[As published by Keith Laing in The Hill]
Emboldened by a decision on Tuesday by the Department of Transportation (DOT) to dismiss an attempt by Norwegian Airlines to expedite approval of its bid to gain access to airports in the U.S., labor groups in Washington are pushing the agency now to completely reject the Scandinavian company’s request.
The DOT ruled on Tuesday that Norwegian Airlines did not qualify for an exemption that allows foreign carriers who are seeking access to U.S. airports under the Open Skies agreement to begin providing flights while their full applications are still being review by federal regulators.
The airline’s bid to bid to fly to U.S. airports has been controversial because the company plans to register its airplanes in Ireland, which is a member of the European Union, instead of its own home country, which is not.
The Transportation Department said it was dismissing the Norwegian Airlines request for expedited approval, but not throwing out its application for U.S. access completely.
Labor unions that represent various parts of the U.S. airline industry said immediately after the decision was rendered that the department should put the brakes on the entire Norwegian Airlines effort to fly to the U.S. using planes that are registered elsewhere.
“NAI must not be granted a foreign air carrier permit and be allowed to go forward,” AFL-CIO Transportation Trades Department President Ed Wytkind said in a statement. “We will continue to insist that the DOT strongly enforce the landmark employee protections it negotiated in the Open Skies agreement. Only by rejecting NAI’s application will the DOT send a clear message that it will enforce worker protections embodied in aviation trade agreements.”
Officials from the airline sought on Tuesday to downplay the impact of the DOT decision to deny its request for expedited approval on its broader application to fly to the U.S.
“While we think it is unfortunate that DOT feels the need to further delay issuance of our permit, which has been pending now for over six months, Norwegian Air International stands behind its business – from its pilots and cabin crew to its affordable fare model to its desire to bring competition to the transatlantic market – and looks forward to receiving approval to operate without further delay,” CEO Asgeir Nyseth said in a statement.
The bid by Norwegian Airlines to gain entry into the U.S. and European Union markets has roiled the aviation industry for months. The airline has argued that critics are unfairly criticizing its business practices because they are trying to protect their current positions in the international flight markets.
Labor groups that represent U.S. airline employees have said Norwegian’s inclusion in the Open Skies Act would undermine the entire premise of the pact because it would be difficult for Irish officials to inspect Norwegian Air planes because they company would not fly to the country it is planning to register its fleet with.
Air Line Pilots Association President Lee Moak agreed with Wytkind that the Transportation Department should issue a full rejection of Norwegian Air’s U.S. application.
“While [Tuesday’s] decision is extremely significant, the DOT’s work is not yet complete in making certain that NAI is not permitted to exploit international aviation policy and law to gain an unfair economic advantage over U.S. airlines,” Moak said. “The DOT must take the next step and deny NAI’s application for a foreign air carrier permit to serve U.S. markets.”

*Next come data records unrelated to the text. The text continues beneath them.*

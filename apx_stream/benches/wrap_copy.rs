//! Benchmarks for the ring-to-ring copy hot path.

use apx_stream::{AudioBuffer, BufferId, copy_with_wrap, fill_silence, read_into};
use criterion::{Criterion, black_box, criterion_group, criterion_main};

fn bench_wrap_copy(c: &mut Criterion) {
    let mut group = c.benchmark_group("wrap_copy");

    for &bytes in &[384usize, 1536, 8192] {
        group.bench_function(format!("aligned_{bytes}"), |b| {
            let mut src = AudioBuffer::alloc_coherent(BufferId(1), bytes * 4);
            let mut dst = AudioBuffer::alloc_coherent(BufferId(2), bytes * 4);

            b.iter(|| {
                fill_silence(&mut src, bytes);
                let n = copy_with_wrap(black_box(&mut src), black_box(&mut dst), bytes);
                let mut sink = vec![0u8; n];
                read_into(&mut dst, &mut sink);
                black_box(n)
            });
        });

        group.bench_function(format!("wrapped_{bytes}"), |b| {
            let mut src = AudioBuffer::alloc_coherent(BufferId(1), bytes * 4);
            let mut dst = AudioBuffer::alloc_coherent(BufferId(2), bytes * 4);

            // Force both rings to straddle the wrap point every iteration.
            let skew = bytes / 3;
            fill_silence(&mut src, src.capacity() - skew);
            let mut drain = vec![0u8; src.capacity() - skew];
            read_into(&mut src, &mut drain);
            fill_silence(&mut dst, dst.capacity() - skew / 2);
            let mut drain = vec![0u8; dst.capacity() - skew / 2];
            read_into(&mut dst, &mut drain);

            b.iter(|| {
                fill_silence(&mut src, bytes);
                let n = copy_with_wrap(black_box(&mut src), black_box(&mut dst), bytes);
                let mut sink = vec![0u8; n];
                read_into(&mut dst, &mut sink);
                black_box(n)
            });
        });
    }

    group.finish();
}

criterion_group!(benches, bench_wrap_copy);
criterion_main!(benches);
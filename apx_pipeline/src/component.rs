//! Graph components.
//!
//! A component is one node of the pipeline graph: a lifecycle state, two
//! attachment lists, and either a module adapter or an endpoint driver
//! behind it. Attachments are plain owned records (buffer id + pin); the
//! graph keeps the reverse index, so no object holds a raw pointer into
//! another.

use apx_core::{ApxError, Result, SampleFormat};
use apx_stream::{AudioBuffer, BufferId};

use crate::{
    adapter::{DpTask, ModuleAdapter},
    endpoint::{DaiEndpoint, HostEndpoint},
    module::{CopyOutcome, ModuleDomain, ProcessingModule},
    pipeline::PipelineId,
    state::{ComponentState, Trigger, next_state},
};

/// Identifier of a component inside one runtime instance.
#[derive(Debug, Clone, Copy, PartialEq, Eq, Hash, PartialOrd, Ord)]
pub struct ComponentId(pub u32);

/// Component classes understood by the topology layer.
#[derive(Debug, Clone, Copy, PartialEq, Eq)]
pub enum ComponentKind {
    Host,
    Dai,
    Mixer,
    MixIn,
    MixOut,
    Gain,
    Eq,
    Src,
    Tone,
    Module,
}

impl ComponentKind {
    /// Display name for logs and diagnostics.
    pub fn name(&self) -> &'static str {
        match self {
            ComponentKind::Host => "host-copier",
            ComponentKind::Dai => "dai-copier",
            ComponentKind::Mixer => "mixer",
            ComponentKind::MixIn => "mixin",
            ComponentKind::MixOut => "mixout",
            ComponentKind::Gain => "gain",
            ComponentKind::Eq => "eq",
            ComponentKind::Src => "src",
            ComponentKind::Tone => "tone",
            ComponentKind::Module => "module",
        }
    }
}

/// One buffer attachment record.
#[derive(Debug, Clone, Copy, PartialEq, Eq)]
pub struct Attachment {
    pub buffer: BufferId,
    pub pin: u32,
}

/// The concrete machinery behind a component.
pub enum ComponentCore {
    /// Adapter-hosted processing module.
    Adapter(ModuleAdapter),
    /// Host DMA endpoint.
    Host(HostEndpoint),
    /// Link DMA endpoint.
    Dai(DaiEndpoint),
}

/// Result of a lifecycle trigger on one component.
#[derive(Debug, Clone, Copy, PartialEq, Eq)]
pub enum TriggerOutcome {
    /// Transitioned into the given state.
    Moved(ComponentState),
    /// Redundant trigger; state unchanged, no side effects.
    AlreadySet,
    /// Module refused PAUSE (`no_pause`); stays ACTIVE, scheduler sees
    /// PATH_STOP for this pass.
    NoPause,
}

/// A stateful processing node of the pipeline graph.
pub struct Component {
    id: ComponentId,
    kind: ComponentKind,
    state: ComponentState,
    pipeline: PipelineId,
    pub(crate) sources: Vec<Attachment>,
    pub(crate) sinks: Vec<Attachment>,
    core: ComponentCore,
}

impl Component {
    /// Creates an adapter-hosted component. Module init happens here, so
    /// the component is born READY.
    pub fn new_module(
        id: ComponentId,
        kind: ComponentKind,
        pipeline: PipelineId,
        module: Box<dyn ProcessingModule>,
    ) -> Self {
        Self {
            id,
            kind,
            state: ComponentState::Ready,
            pipeline,
            sources: Vec::new(),
            sinks: Vec::new(),
            core: ComponentCore::Adapter(ModuleAdapter::new(module)),
        }
    }

    /// Creates a host endpoint component.
    pub fn new_host(id: ComponentId, pipeline: PipelineId, endpoint: HostEndpoint) -> Self {
        Self {
            id,
            kind: ComponentKind::Host,
            state: ComponentState::Ready,
            pipeline,
            sources: Vec::new(),
            sinks: Vec::new(),
            core: ComponentCore::Host(endpoint),
        }
    }

    /// Creates a DAI endpoint component.
    pub fn new_dai(id: ComponentId, pipeline: PipelineId, endpoint: DaiEndpoint) -> Self {
        Self {
            id,
            kind: ComponentKind::Dai,
            state: ComponentState::Ready,
            pipeline,
            sources: Vec::new(),
            sinks: Vec::new(),
            core: ComponentCore::Dai(endpoint),
        }
    }

    #[inline]
    pub fn id(&self) -> ComponentId {
        self.id
    }

    #[inline]
    pub fn kind(&self) -> ComponentKind {
        self.kind
    }

    #[inline]
    pub fn state(&self) -> ComponentState {
        self.state
    }

    #[inline]
    pub fn pipeline(&self) -> PipelineId {
        self.pipeline
    }

    #[inline]
    pub fn is_endpoint(&self) -> bool {
        matches!(self.core, ComponentCore::Host(_) | ComponentCore::Dai(_))
    }

    #[inline]
    pub fn core(&self) -> &ComponentCore {
        &self.core
    }

    #[inline]
    pub fn core_mut(&mut self) -> &mut ComponentCore {
        &mut self.core
    }

    /// Source attachments (buffers this component reads).
    pub fn source_attachments(&self) -> &[Attachment] {
        &self.sources
    }

    /// Sink attachments (buffers this component writes).
    pub fn sink_attachments(&self) -> &[Attachment] {
        &self.sinks
    }

    /// Most source attachments this component accepts.
    pub fn max_sources(&self) -> usize {
        match &self.core {
            ComponentCore::Adapter(a) => a.descriptor().max_sources,
            ComponentCore::Host(_) | ComponentCore::Dai(_) => 1,
        }
    }

    /// Most sink attachments this component accepts.
    pub fn max_sinks(&self) -> usize {
        match &self.core {
            ComponentCore::Adapter(a) => a.descriptor().max_sinks,
            ComponentCore::Host(_) | ComponentCore::Dai(_) => 1,
        }
    }

    /// `true` when the hosted module runs in the deferred domain.
    pub fn is_deferred(&self) -> bool {
        match &self.core {
            ComponentCore::Adapter(a) => a.descriptor().domain == ModuleDomain::Dp,
            _ => false,
        }
    }

    /// Applies and verifies stream parameters. Legal in READY only.
    pub fn set_params(&mut self, format: &SampleFormat) -> Result<()> {
        if self.state != ComponentState::Ready {
            return Err(ApxError::BadState);
        }
        match &mut self.core {
            ComponentCore::Adapter(a) => a.set_params(format),
            ComponentCore::Host(h) => h.set_params(format),
            ComponentCore::Dai(d) => d.set_params(format),
        }
    }

    /// Allocates per-stream resources and moves READY → PREPARE.
    ///
    /// Idempotent: preparing an already-prepared component is a no-op.
    pub fn prepare(
        &mut self,
        sources: &mut [&mut AudioBuffer],
        sinks: &mut [&mut AudioBuffer],
        pipeline_period_us: u64,
    ) -> Result<()> {
        match self.state {
            ComponentState::Prepare => return Ok(()),
            ComponentState::Ready => {}
            _ => return Err(ApxError::BadState),
        }
        match &mut self.core {
            ComponentCore::Adapter(a) => a.prepare(self.id, sources, sinks, pipeline_period_us)?,
            ComponentCore::Host(h) => h.prepare(pipeline_period_us)?,
            ComponentCore::Dai(d) => d.prepare(pipeline_period_us)?,
        }
        self.state = ComponentState::Prepare;
        log::debug!("{} {:?}: READY -> PREPARE", self.kind.name(), self.id);
        Ok(())
    }

    /// Applies a lifecycle trigger (START/RELEASE/STOP/PAUSE).
    ///
    /// RESET and PREPARE take the dedicated methods because they touch
    /// resources, not just state.
    pub fn trigger(&mut self, cmd: Trigger) -> Result<TriggerOutcome> {
        debug_assert!(!matches!(cmd, Trigger::Prepare | Trigger::Reset));

        let next = match next_state(self.state, cmd) {
            Ok(next) => next,
            Err(ApxError::AlreadySet) => return Ok(TriggerOutcome::AlreadySet),
            Err(e) => return Err(e),
        };

        if let ComponentCore::Adapter(a) = &mut self.core {
            if a.trigger(cmd)? {
                // no_pause: remain ACTIVE.
                return Ok(TriggerOutcome::NoPause);
            }
        }
        if cmd == Trigger::Stop {
            let drained = match &mut self.core {
                ComponentCore::Host(h) => h.drain(),
                ComponentCore::Dai(d) => d.drain(),
                ComponentCore::Adapter(_) => Ok(()),
            };
            if let Err(e) = drained {
                log::warn!("{} {:?}: stop forced after drain timeout", self.kind.name(), self.id);
                debug_assert_eq!(e, ApxError::Timeout);
            }
        }

        log::debug!("{} {:?}: {:?} -> {next:?} on {cmd:?}", self.kind.name(), self.id, self.state);
        self.state = next;
        Ok(TriggerOutcome::Moved(next))
    }

    /// One processing pass. Legal in ACTIVE only.
    pub fn copy(&mut self, sources: &mut [&mut AudioBuffer], sinks: &mut [&mut AudioBuffer]) -> Result<CopyOutcome> {
        if self.state != ComponentState::Active {
            return Err(ApxError::BadState);
        }
        match &mut self.core {
            ComponentCore::Adapter(a) => a.copy(sources, sinks),
            ComponentCore::Host(h) => h.copy(sources, sinks),
            ComponentCore::Dai(d) => d.copy(sources, sinks),
        }
    }

    /// Releases per-prepare resources and returns to READY.
    ///
    /// Resetting a READY component is the idempotent no-op the state
    /// machine promises.
    pub fn reset(&mut self) -> Result<()> {
        match next_state(self.state, Trigger::Reset) {
            Ok(_) => {}
            Err(ApxError::AlreadySet) => return Ok(()),
            Err(e) => return Err(e),
        }
        match &mut self.core {
            ComponentCore::Adapter(a) => a.reset(),
            ComponentCore::Host(h) => h.reset(),
            ComponentCore::Dai(d) => d.reset(),
        }
        self.state = ComponentState::Ready;
        Ok(())
    }

    /// Forwards a configuration blob to the hosted module.
    pub fn set_config(&mut self, data: &[u8]) -> Result<()> {
        match &mut self.core {
            ComponentCore::Adapter(a) => a.set_config(data),
            _ => Err(ApxError::InvalidParameter),
        }
    }

    /// Reads the hosted module's configuration blob.
    pub fn get_config(&self) -> Result<Vec<u8>> {
        match &self.core {
            ComponentCore::Adapter(a) => a.get_config(),
            _ => Err(ApxError::InvalidParameter),
        }
    }

    /// Frames moved through this component since prepare.
    pub fn position(&self) -> u64 {
        match &self.core {
            ComponentCore::Adapter(a) => a.position_frames(),
            ComponentCore::Host(h) => h.position(),
            ComponentCore::Dai(d) => d.position(),
        }
    }

    /// The deferred work unit, present after preparing a DP module.
    pub fn take_dp_task(&mut self) -> Option<DpTask> {
        match &mut self.core {
            ComponentCore::Adapter(a) => a.take_dp_task(),
            _ => None,
        }
    }
}

impl core::fmt::Debug for Component {
    fn fmt(&self, f: &mut core::fmt::Formatter<'_>) -> core::fmt::Result {
        f.debug_struct("Component")
            .field("id", &self.id)
            .field("kind", &self.kind.name())
            .field("state", &self.state)
            .field("pipeline", &self.pipeline)
            .field("sources", &self.sources.len())
            .field("sinks", &self.sinks.len())
            .finish()
    }
}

“[Tuesday’s] decision puts the Norwegian Air International scheme on hold, but it doesn’t end the threat it poses to fair competition and U.S. aviation jobs,” Moak continued. “The DOT must heed the call made from so many in Congress from both sides of the aisle, labor groups on both sides of the Atlantic, and the European Commission’s own labor-management organization and deny NAI’s application for a U.S. foreign air carrier permit.”